At least for me, however, the laboring can be optional as long as I don’t object too strenuously to a haggard-looking garden. The people who are truly hard workers this time of year are construction and road crews, landscaping crews, farm workers, roofers, line workers, and others who have to brave the heat and humidity to make a living. Also the janitorial staff crews at schools and dorms and other older buildings that don’t have reliable–or any–air conditioning. When we are outdoors working at the festival in August, we get a taste of how challenging it is to do physical work in the heat. This is actually an educational aspect of the festival for those who participate, especially for younger people who are new to the festival. We remind them that people worked like this all the time, in summer and during snowy winters and in the rain and without electricity…with no escaping it, since they needed to work hard just to stay alive.

Perhaps unfortunately, our forebears’ grinding efforts may have led to the idea that only hard work will save us and make us morally upright human beings. Few of the early Germanic settlers here had much time to read or compose poetry, to savor novels, to learn to play an instrument. Art was acceptable to a degree, so long as it decorated otherwise-useful objects. The poetry of the Bible was acceptable, but it wasn’t studied for its beauty.
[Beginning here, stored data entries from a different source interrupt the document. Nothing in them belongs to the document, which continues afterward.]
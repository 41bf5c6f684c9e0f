//! Tracing initialisation for recvault binaries.
//!
//! Call [`init_tracing`] once at program start. Later calls are ignored,
//! since the global subscriber can only be set once per process.

use tracing::Level;
use tracing_subscriber::layer::SubscriberExt;
use tracing_subscriber::util::SubscriberInitExt;
use tracing_subscriber::{fmt, EnvFilter};

/// Initialise the global tracing subscriber.
///
/// * `json`: emit newline-delimited JSON, for log shippers.
/// * `level`: default verbosity when `RUST_LOG` is not set.
///
/// Logs go to stderr so command output on stdout stays machine-readable.
pub fn init_tracing(json: bool, level: Level) {
    let env_filter =
        EnvFilter::try_from_default_env().unwrap_or_else(|_| EnvFilter::new(level.as_str()));

    if json {
        tracing_subscriber::registry()
            .with(env_filter)
            .with(fmt::layer().with_target(false).with_writer(std::io::stderr).json())
            .try_init()
            .ok();
    } else {
        tracing_subscriber::registry()
            .with(env_filter)
            .with(fmt::layer().with_target(false).with_writer(std::io::stderr))
            .try_init()
            .ok();
    }
}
A person with my sensibilities and temperament would probably have been an outlier in Goschenhoppen’s historic community. If I’d lived to be 66 in the early 1800s, I’d be considered “an old cripple,” mostly blind and bent over with arthritis and stenosis. But maybe I’d be the kind of old woman who tells stories.

On the other hand, maybe I’d be considered a witch! I guess it depends on what sort of stories one decides to tell.

At a previous year’s festival, with my daughter. Bewitching the local kids with potato candy!